Egyptian security forces have been battling a full-fledged insurgency by the militants -- including several al Qaeda-linked groups -- in the volatile northern part of Sinai since shortly after the July ouster of Mohammed Morsi, an Islamist who became Egypt's first freely elected president in June last year.

The militants' campaign has been mostly confined to the troubled peninsula, which is separated from the mainland by the Suez Canal, but attacks outside Sinai have grown in frequency in recent weeks.

The violence has included an assassination attempt on the interior minister last month, a car bombing of the military intelligence building in the Suez Canal city of Ismailia earlier this month, and the killing of four Coptic Christians and a Muslim outside a Cairo church last week.

No group immediately claimed responsibility for Monday's killings in the city of Mansoura, but such attacks are typical for militants opposed to Egypt's military-backed government.

Morsi was deposed in a July 3 coup after mass protests calling for him to go. His ouster was followed by a large-scale crackdown on his Muslim Brotherhood group in which hundreds have been killed and at least 2,000 members jailed.

Morsi's supporters, in the meantime, have been staging near-daily protests across much of Egypt to demand his reinstatement. The number of participants in these protests has steadily dwindled, although they occasionally attract thousands.

Several hundred university students loyal to Morsi protested on Monday in an eastern Cairo district near the site where security forces on Aug. 14 stormed a pro-Morsi sit-in encampment known as Rabaah al-Adawiyah, killing hundreds.
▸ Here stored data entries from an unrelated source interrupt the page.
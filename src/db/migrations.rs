//! Database migrations module
//!
//! Code-based migrations for the MyVillage backend. All migrations are
//! embedded as SQL strings with variants for SQLite and MySQL, so a single
//! binary can bootstrap either backend.
//!
//! # Usage
//!
//! ```ignore
//! use myvillage::db::{create_pool, migrations};
//!
//! let pool = create_pool(&config).await?;
//! migrations::run_migrations(&pool).await?;
//! ```

use anyhow::{Context, Result};
use chrono::{DateTime, Utc};
use sqlx::{MySqlPool, Row, SqlitePool};

use super::DynDatabasePool;
use crate::config::DatabaseDriver;

/// A database migration with SQL for both SQLite and MySQL
#[derive(Debug, Clone)]
pub struct Migration {
    /// Migration version number (must be unique and sequential)
    pub version: i32,
    /// Human-readable migration name
    pub name: &'static str,
    /// SQL statements for SQLite
    pub up_sqlite: &'static str,
    /// SQL statements for MySQL
    pub up_mysql: &'static str,
}

/// Migration record stored in the database
#[derive(Debug, Clone)]
pub struct MigrationRecord {
    /// Migration version number
    pub version: i64,
    /// Migration name/description
    pub name: String,
    /// When the migration was applied
    pub applied_at: DateTime<Utc>,
}
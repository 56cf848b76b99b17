//! Database layer
//!
//! Database abstraction for the MyVillage backend. It supports:
//! - SQLite (default, for single-binary deployment)
//! - MySQL (for larger deployments)
//!
//! The driver is selected from configuration. The `DatabasePool` trait lets
//! the rest of the application stay backend-agnostic; repositories dispatch
//! on the driver internally.

pub mod migrations;
pub mod pool;
pub mod repositories;

pub use pool::{
    create_pool, create_test_pool, DatabasePool, DynDatabasePool, MysqlDatabase, SqliteDatabase,
};
//! Post, comment, and like models

use chrono::{DateTime, Utc};
use serde::{Deserialize, Serialize};

use super::User;

/// Post entity
#[derive(Debug, Clone, Serialize, Deserialize)]
pub struct Post {
    pub id: i64,
    pub author_id: i64,
    pub content: String,
    /// Opaque media URL reference; upload handling lives elsewhere
    pub media_url: Option<String>,
    pub created_at: DateTime<Utc>,
    pub updated_at: DateTime<Utc>,
}

/// Comment entity.
///
/// Author and post are fixed at creation; only the content is editable,
/// and only by the author.
#[derive(Debug, Clone, Serialize, Deserialize)]
pub struct Comment {
    pub id: i64,
    pub post_id: i64,
    pub author_id: i64,
    pub content: String,
    pub created_at: DateTime<Utc>,
}

/// Like entity; at most one per (user, post) pair.
#[derive(Debug, Clone, Serialize, Deserialize)]
pub struct Like {
    pub id: i64,
    pub user_id: i64,
    pub post_id: i64,
    pub created_at: DateTime<Utc>,
}

/// A post decorated for display: its author and the derived fields.
///
/// The counts and the viewer flag are computed by the query that loads the
/// post, never stored on the posts table.
#[derive(Debug, Clone, Serialize)]
pub struct PostWithMeta {
    pub post: Post,
    pub author: User,
    pub likes_count: i64,
    pub comments_count: i64,
    pub liked_by_viewer: bool,
}

/// A comment joined with its author for display
#[derive(Debug, Clone, Serialize)]
pub struct CommentWithAuthor {
    pub comment: Comment,
    pub author: User,
}

/// Input for creating a post
#[derive(Debug, Clone, Deserialize)]
pub struct CreatePostInput {
    pub content: String,
    pub media_url: Option<String>,
}

/// Input for updating a post
#[derive(Debug, Clone, Default, Deserialize)]
pub struct UpdatePostInput {
    pub content: Option<String>,
    pub media_url: Option<String>,
}

/// Outcome of a like toggle
#[derive(Debug, Clone, Copy, PartialEq, Eq)]
pub enum LikeToggle {
    Liked,
    Unliked,
}
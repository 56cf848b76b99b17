//! User API endpoints
//!
//! Handles HTTP requests for identity and the follow graph:
//! - POST /api/users/register - Registration (returns a token pair)
//! - POST /api/users/login - Login (rate limited)
//! - POST /api/users/token/refresh - Token rotation
//! - POST /api/users/logout - Session invalidation
//! - GET|PATCH /api/users/profile/{username} - Profile read/update
//! - POST /api/users/follow/{username} - Follow toggle
//! - GET /api/users/therapists - Verified therapist discovery
//! - GET /api/users/{username}/followers|following - Graph listings

use axum::{
    extract::{Path, State},
    http::{header, HeaderMap, StatusCode},
    response::IntoResponse,
    routing::{get, patch, post},
    Extension, Json, Router,
};
use serde::{Deserialize, Serialize};

use crate::api::middleware::{ApiError, AppState, AuthenticatedUser};
use crate::api::responses::UserResponse;
use crate::models::{FollowToggle, RegisterInput, UpdateProfileInput};
use crate::services::LoginInput;

/// Request body for user login
#[derive(Debug, Deserialize)]
pub struct LoginRequest {
    pub username_or_email: String,
    pub password: String,
}

/// Request body for token refresh
#[derive(Debug, Deserialize)]
pub struct RefreshRequest {
    pub refresh: String,
}

/// Token pair issued at login and refresh
#[derive(Debug, Serialize)]
pub struct TokenPairResponse {
    pub access: String,
    pub refresh: String,
}

/// Response for successful registration
#[derive(Debug, Serialize)]
pub struct RegisterResponse {
    pub user: UserResponse,
    pub access: String,
    pub refresh: String,
    pub message: String,
}

/// Response for the follow toggle
#[derive(Debug, Serialize)]
pub struct FollowResponse {
    pub status: &'static str,
    pub user: String,
}

/// Build public user routes (no auth required)
pub fn public_router() -> Router<AppState> {
    Router::new()
        .route("/register", post(register))
        .route("/login", post(login))
        .route("/token/refresh", post(refresh_token))
}

/// Build protected user routes (requires auth middleware)
pub fn protected_router() -> Router<AppState> {
    Router::new()
        .route("/logout", post(logout))
        .route("/profile/{username}", get(get_profile))
        .route("/profile/{username}", patch(update_profile))
        .route("/follow/{username}", post(follow))
        .route("/therapists", get(list_therapists))
        .route("/{username}/followers", get(list_followers))
        .route("/{username}/following", get(list_following))
}

/// POST /api/users/register - Register and log the new user in
///
/// The client gets a token pair right away so no separate login call is
/// needed after signup.
async fn register(
    State(state): State<AppState>,
    Json(body): Json<RegisterInput>,
) -> Result<impl IntoResponse, ApiError> {
    let user = state.user_service.register(body).await?;

    let session = state.user_service.create_session(user.id).await?;
    let username = user.username.clone();
    let profile = state.user_service.profile_for(user).await?;

    Ok((
        StatusCode::CREATED,
        Json(RegisterResponse {
            user: profile.into(),
            access: session.id,
            refresh: session.refresh_token,
            message: format!("Welcome to MyVillage, {}.", username),
        }),
    ))
}

/// POST /api/users/login - Login with username or email
async fn login(
    State(state): State<AppState>,
    headers: HeaderMap,
    Json(body): Json<LoginRequest>,
) -> Result<Json<TokenPairResponse>, ApiError> {
    let ip_address = extract_ip_address(&headers);

    // Per-IP budget first, then per-username failed-attempt budget
    if let Some(ip) = ip_address.as_ref().and_then(|s| s.parse().ok()) {
        if state.rate_limiter.is_ip_limited(ip).await {
            return Err(ApiError::with_details(
                "RATE_LIMIT",
                "Too many requests, try again later",
                serde_json::json!({"retry_after": 60}),
            ));
        }
        state.rate_limiter.record_ip_request(ip).await;
    }

    if state
        .rate_limiter
        .is_username_limited(&body.username_or_email)
        .await
    {
        return Err(ApiError::with_details(
            "RATE_LIMIT",
            "Too many failed logins, try again later",
            serde_json::json!({"retry_after": 900}),
        ));
    }

    let input = LoginInput::new(body.username_or_email.clone(), body.password);

    let session = match state.user_service.login(input).await {
        Ok(session) => session,
        Err(e) => {
            state
                .rate_limiter
                .record_failed_attempt(&body.username_or_email)
                .await;
            return Err(e.into());
        }
    };

    state
        .rate_limiter
        .clear_username_attempts(&body.username_or_email)
        .await;

    Ok(Json(TokenPairResponse {
        access: session.id,
        refresh: session.refresh_token,
    }))
}

/// POST /api/users/token/refresh - Swap a refresh token for a new pair
async fn refresh_token(
    State(state): State<AppState>,
    Json(body): Json<RefreshRequest>,
) -> Result<Json<TokenPairResponse>, ApiError> {
    let session = state.user_service.refresh(&body.refresh).await?;

    Ok(Json(TokenPairResponse {
        access: session.id,
        refresh: session.refresh_token,
    }))
}

/// POST /api/users/logout - Invalidate the presented session
async fn logout(
    State(state): State<AppState>,
    headers: HeaderMap,
) -> Result<impl IntoResponse, ApiError> {
    // The middleware already validated this token; pull it back out so the
    // exact presented session is the one deleted.
    let token = headers
        .get(header::AUTHORIZATION)
        .and_then(|h| h.to_str().ok())
        .and_then(|s| s.strip_prefix("Bearer "))
        .or_else(|| {
            headers
                .get(header::COOKIE)
                .and_then(|h| h.to_str().ok())
                .and_then(|s| {
                    s.split(';')
                        .map(str::trim)
                        .find_map(|c| c.strip_prefix("session="))
                })
        })
        .ok_or_else(|| ApiError::unauthorized("Missing authentication token"))?;

    state.user_service.logout(token).await?;

    Ok((
        StatusCode::OK,
        [(
            header::SET_COOKIE,
            "session=; Path=/; HttpOnly; SameSite=Lax; Max-Age=0",
        )],
        Json(serde_json::json!({"message": "Logged out"})),
    ))
}

/// GET /api/users/profile/{username} - Any authenticated user may view
async fn get_profile(
    State(state): State<AppState>,
    Path(username): Path<String>,
) -> Result<Json<UserResponse>, ApiError> {
    let profile = state.user_service.profile(&username).await?;
    Ok(Json(profile.into()))
}

/// PATCH /api/users/profile/{username} - Self-only; role immutable
async fn update_profile(
    State(state): State<AppState>,
    Extension(AuthenticatedUser(actor)): Extension<AuthenticatedUser>,
    Path(username): Path<String>,
    Json(body): Json<UpdateProfileInput>,
) -> Result<Json<UserResponse>, ApiError> {
    let profile = state
        .user_service
        .update_profile(&actor, &username, body)
        .await?;
    Ok(Json(profile.into()))
}

/// POST /api/users/follow/{username} - Toggle the follow edge
async fn follow(
    State(state): State<AppState>,
    Extension(AuthenticatedUser(actor)): Extension<AuthenticatedUser>,
    Path(username): Path<String>,
) -> Result<Json<FollowResponse>, ApiError> {
    let (toggle, target) = state.user_service.toggle_follow(&actor, &username).await?;

    Ok(Json(FollowResponse {
        status: match toggle {
            FollowToggle::Followed => "followed",
            FollowToggle::Unfollowed => "unfollowed",
        },
        user: target.username,
    }))
}

/// GET /api/users/therapists - Only verified therapists surface here
async fn list_therapists(
    State(state): State<AppState>,
) -> Result<Json<Vec<UserResponse>>, ApiError> {
    let therapists = state.user_service.verified_therapists().await?;
    Ok(Json(therapists.into_iter().map(Into::into).collect()))
}

/// GET /api/users/{username}/followers
async fn list_followers(
    State(state): State<AppState>,
    Path(username): Path<String>,
) -> Result<Json<Vec<UserResponse>>, ApiError> {
    let followers = state.user_service.followers(&username).await?;
    Ok(Json(followers.into_iter().map(Into::into).collect()))
}

/// GET /api/users/{username}/following
async fn list_following(
    State(state): State<AppState>,
    Path(username): Path<String>,
) -> Result<Json<Vec<UserResponse>>, ApiError> {
    let following = state.user_service.following(&username).await?;
    Ok(Json(following.into_iter().map(Into::into).collect()))
}

/// Extract the client IP from proxy headers
fn extract_ip_address(headers: &HeaderMap) -> Option<String> {
    headers
        .get("x-forwarded-for")
        .and_then(|v| v.to_str().ok())
        .map(|s| s.split(',').next().unwrap_or(s).trim().to_string())
        .or_else(|| {
            headers
                .get("x-real-ip")
                .and_then(|v| v.to_str().ok())
                .map(|s| s.to_string())
        })
        .or_else(|| {
            headers
                .get(header::FORWARDED)
                .and_then(|v| v.to_str().ok())
                .and_then(|s| s.split("for=").nth(1))
                .map(|s| s.split(';').next().unwrap_or(s).trim().to_string())
        })
}

#[cfg(test)]
mod tests {
    use super::*;

    #[test]
    fn test_extract_ip_from_forwarded_for() {
        let mut headers = HeaderMap::new();
        headers.insert("x-forwarded-for", "203.0.113.9, 10.0.0.1".parse().unwrap());

        assert_eq!(
            extract_ip_address(&headers),
            Some("203.0.113.9".to_string())
        );
    }

    #[test]
    fn test_extract_ip_from_real_ip() {
        let mut headers = HeaderMap::new();
        headers.insert("x-real-ip", "198.51.100.4".parse().unwrap());

        assert_eq!(
            extract_ip_address(&headers),
            Some("198.51.100.4".to_string())
        );
    }

    #[test]
    fn test_extract_ip_missing() {
        let headers = HeaderMap::new();
        assert!(extract_ip_address(&headers).is_none());
    }
}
As the protest got underway, army troops backed by armoured vehicles blocked off the road leading to the site, creating a tense stand-off.

Morsi, detained and held at an undisclosed location since July 3, is to go on trial on Nov. 4 for allegedly inciting supporters to kill protesters outside his presidential palace in Cairo last December.
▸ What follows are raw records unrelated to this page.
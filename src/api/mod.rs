//! API layer - HTTP handlers and routing
//!
//! This module contains all HTTP API endpoints for the MyVillage backend:
//! - User/auth endpoints (registration, login, profiles, follow graph)
//! - Post endpoints (posts, comments, likes)
//! - Social endpoints (feed, search, stored preferences)
//! - Notification endpoints
//!
//! Everything except register/login/refresh sits behind the session
//! middleware; anonymous callers get 401.

pub mod middleware;
pub mod notifications;
pub mod posts;
pub mod responses;
pub mod social;
pub mod users;

use axum::{
    http::{header, HeaderValue, Method},
    middleware as axum_middleware,
    Router,
};
use tower_http::{cors::CorsLayer, trace::TraceLayer};

pub use middleware::{ApiError, AppState, AuthenticatedUser};

/// Build the main API router
pub fn build_api_router(state: AppState) -> Router<AppState> {
    let auth = axum_middleware::from_fn_with_state(state, middleware::require_auth);

    Router::new()
        .nest(
            "/users",
            users::public_router()
                .merge(users::protected_router().route_layer(auth.clone())),
        )
        .nest("/posts", posts::router().route_layer(auth.clone()))
        .nest("/social", social::router().route_layer(auth.clone()))
        .nest("/notifications", notifications::router().route_layer(auth))
}

/// Build the complete router with middleware
pub fn build_router(state: AppState, cors_origin: &str) -> Router {
    let cors = CorsLayer::new()
        .allow_origin(cors_origin.parse::<HeaderValue>().unwrap())
        .allow_methods([
            Method::GET,
            Method::POST,
            Method::PUT,
            Method::PATCH,
            Method::DELETE,
        ])
        .allow_headers([header::CONTENT_TYPE, header::AUTHORIZATION, header::COOKIE])
        .allow_credentials(true);

    Router::new()
        .nest("/api", build_api_router(state.clone()))
        .layer(cors)
        .layer(TraceLayer::new_for_http())
        .with_state(state)
}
The harsh crackdown, Morsi's upcoming trial and the street protests have further divided Egypt, roiled in turmoil and violence since the ouster in Feb. 2011 of longtime ruler Hosni Mubarak. Some of the liberals who backed Morsi's ouster are now unhappy with what they see as a throwback to the human rights violations and the police brutality of the Mubarak era.

The liberals are up against a much larger camp that vehemently supports the army and police, saying the troops' excesses are a small price to pay if the country is to defeat what they view as Brotherhood-inspired terrorism.